Electrochemical study on Ce0.85Sm0.15O1.925–BaCe0.83Y0.17O3− composite electrolyte

The composites of Ce0.85Sm0.15O1.925 (SDC) and BaCe0.83Y0.17O3−δ (BCY) are investigated as electrolytes for solid oxide fuel cells (SOFCs). The electrolyte materials SDC and BCY are synthesized by the glycine–nitrate route and the sol–gel process, respectively. Composite electrolytes are then prepared by mixing SDC and BCY in weight ratios of 9:1 (SB91), 8:2 (SB82), 7:3 (SB73) and 5:5 (SB55). Results from X-ray diffraction (XRD) demonstrate that Sm3+ can diffuse from SDC to BCY. The SEM results reveal that the average grain size decreases with increasing BCY content.
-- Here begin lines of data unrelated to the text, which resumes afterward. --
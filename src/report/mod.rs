//! Report types returned by the integration check.
//!
//! Field names follow the JSON the check endpoint has always returned
//! (camelCase for connection and shop details, snake_case scopes).

pub mod normalize;
pub mod tables;

use serde::{Deserialize, Serialize};
use serde_json::Value;

use crate::domain::StoreDomain;

/// Top-level `status` of a report.
#[derive(Debug, Clone, Copy, PartialEq, Eq, Serialize, Deserialize)]
#[serde(rename_all = "lowercase")]
pub enum ReportStatus {
    Success,
    Error,
}

#[derive(Debug, Clone, PartialEq, Serialize, Deserialize)]
#[serde(rename_all = "camelCase")]
pub struct ConnectionReport {
    #[serde(default, skip_serializing_if = "Option::is_none")]
    pub token_type: Option<String>,
    #[serde(default)]
    pub domains_tried: Vec<String>,
    #[serde(default)]
    pub recommended_domains: Vec<String>,
    #[serde(default)]
    pub selected_domain: String,
    #[serde(default)]
    pub api_version: String,
}

impl ConnectionReport {
    pub fn new(domain: &StoreDomain, api_version: &str) -> Self {
        Self {
            token_type: None,
            domains_tried: domain.tried.clone(),
            recommended_domains: domain.recommended.clone(),
            selected_domain: domain.selected.clone(),
            api_version: api_version.to_string(),
        }
    }
}

/// Availability of a scope, as guessed from the token prefix.
#[derive(Debug, Clone, Copy, PartialEq, Eq, Serialize, Deserialize)]
pub enum PermissionStatus {
    Available,
    Unavailable,
    #[serde(rename = "May be unavailable")]
    MaybeUnavailable,
    #[serde(rename = "Likely available")]
    LikelyAvailable,
}

impl PermissionStatus {
    pub fn is_available(self) -> bool {
        matches!(self, Self::Available | Self::LikelyAvailable)
    }

    pub fn as_str(self) -> &'static str {
        match self {
            Self::Available => "Available",
            Self::Unavailable => "Unavailable",
            Self::MaybeUnavailable => "May be unavailable",
            Self::LikelyAvailable => "Likely available",
        }
    }
}

#[derive(Debug, Clone, PartialEq, Serialize, Deserialize)]
pub struct PermissionCheck {
    pub scope: String,
    pub description: String,
    #[serde(default, skip_serializing_if = "Option::is_none")]
    pub endpoint: Option<String>,
    #[serde(default, skip_serializing_if = "Option::is_none")]
    pub status: Option<PermissionStatus>,
    #[serde(default)]
    pub required: bool,
}

#[derive(Debug, Clone, Copy, PartialEq, Eq, Serialize, Deserialize)]
#[serde(rename_all = "lowercase")]
pub enum OperationStatus {
    Success,
    Error,
}

#[derive(Debug, Clone, PartialEq, Serialize, Deserialize)]
pub struct OperationResult {
    pub name: String,
    pub description: String,
    pub status: OperationStatus,
    /// Set when the outcome is a fixed literal rather than a real API call.
    #[serde(default, skip_serializing_if = "is_false")]
    pub simulated: bool,
}

fn is_false(value: &bool) -> bool {
    !*value
}

/// Shop fields surfaced in `details` on success.
#[derive(Debug, Clone, Default, PartialEq, Serialize, Deserialize)]
#[serde(rename_all = "camelCase")]
pub struct ShopDetails {
    pub shop: Option<String>,
    pub domain: Option<String>,
    pub myshopify_domain: Option<String>,
    pub email: Option<String>,
    pub country: Option<String>,
    pub plan: Option<String>,
    pub has_storefront: Option<bool>,
    pub created_at: Option<String>,
    pub timezone: Option<String>,
}

impl ShopDetails {
    /// Pick the displayed fields out of Shopify's `shop` object.
    pub fn from_shop(shop: &Value) -> Self {
        let text = |key: &str| shop.get(key).and_then(Value::as_str).map(str::to_string);
        Self {
            shop: text("name"),
            domain: text("domain"),
            myshopify_domain: text("myshopify_domain"),
            email: text("email"),
            country: text("country_name"),
            plan: text("plan_name"),
            has_storefront: shop.get("has_storefront").and_then(Value::as_bool),
            created_at: text("created_at"),
            timezone: text("timezone"),
        }
    }
}

/// Body of a 200 response.
#[derive(Debug, Clone, Serialize)]
pub struct SuccessReport {
    pub status: ReportStatus,
    pub message: String,
    pub details: ShopDetails,
    pub connection: ConnectionReport,
    pub permissions: Vec<PermissionCheck>,
    pub operations: Vec<OperationResult>,
    /// The upstream `shop` object, untouched.
    pub raw: Value,
}

/// Body of a response that mirrors an upstream failure.
#[derive(Debug, Clone, Serialize)]
pub struct ErrorReport {
    pub status: ReportStatus,
    pub message: String,
    /// Parsed upstream error body, or null when it was not JSON.
    pub details: Value,
    pub connection: ConnectionReport,
    pub troubleshooting: Vec<String>,
}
Impedance spectroscopy measurements reveal that the grain boundary resistance can be significantly reduced by adding 10–20 wt.% BCY to SDC. Among all of the samples, SB91 exhibits the lowest total resistance. In the impedance spectra of SB73 and SB55, two grain boundary responses can be identified. Compared with SDC and BCY, the composite electrolytes exhibit lower electrode interfacial polarization resistances. Single cells based on the electrolytes are fabricated using Ni0.9Cu0.1Ox/SDC as anode and LaSr0.25Ba0.75Co2O5+δ as cathode. The cell based on SB91 electrolyte exhibits the lowest total resistance under open circuit conditions and the maximum power density of the cell based on SB91 electrolyte reaches 0.495 W cm−2 at 800 °C.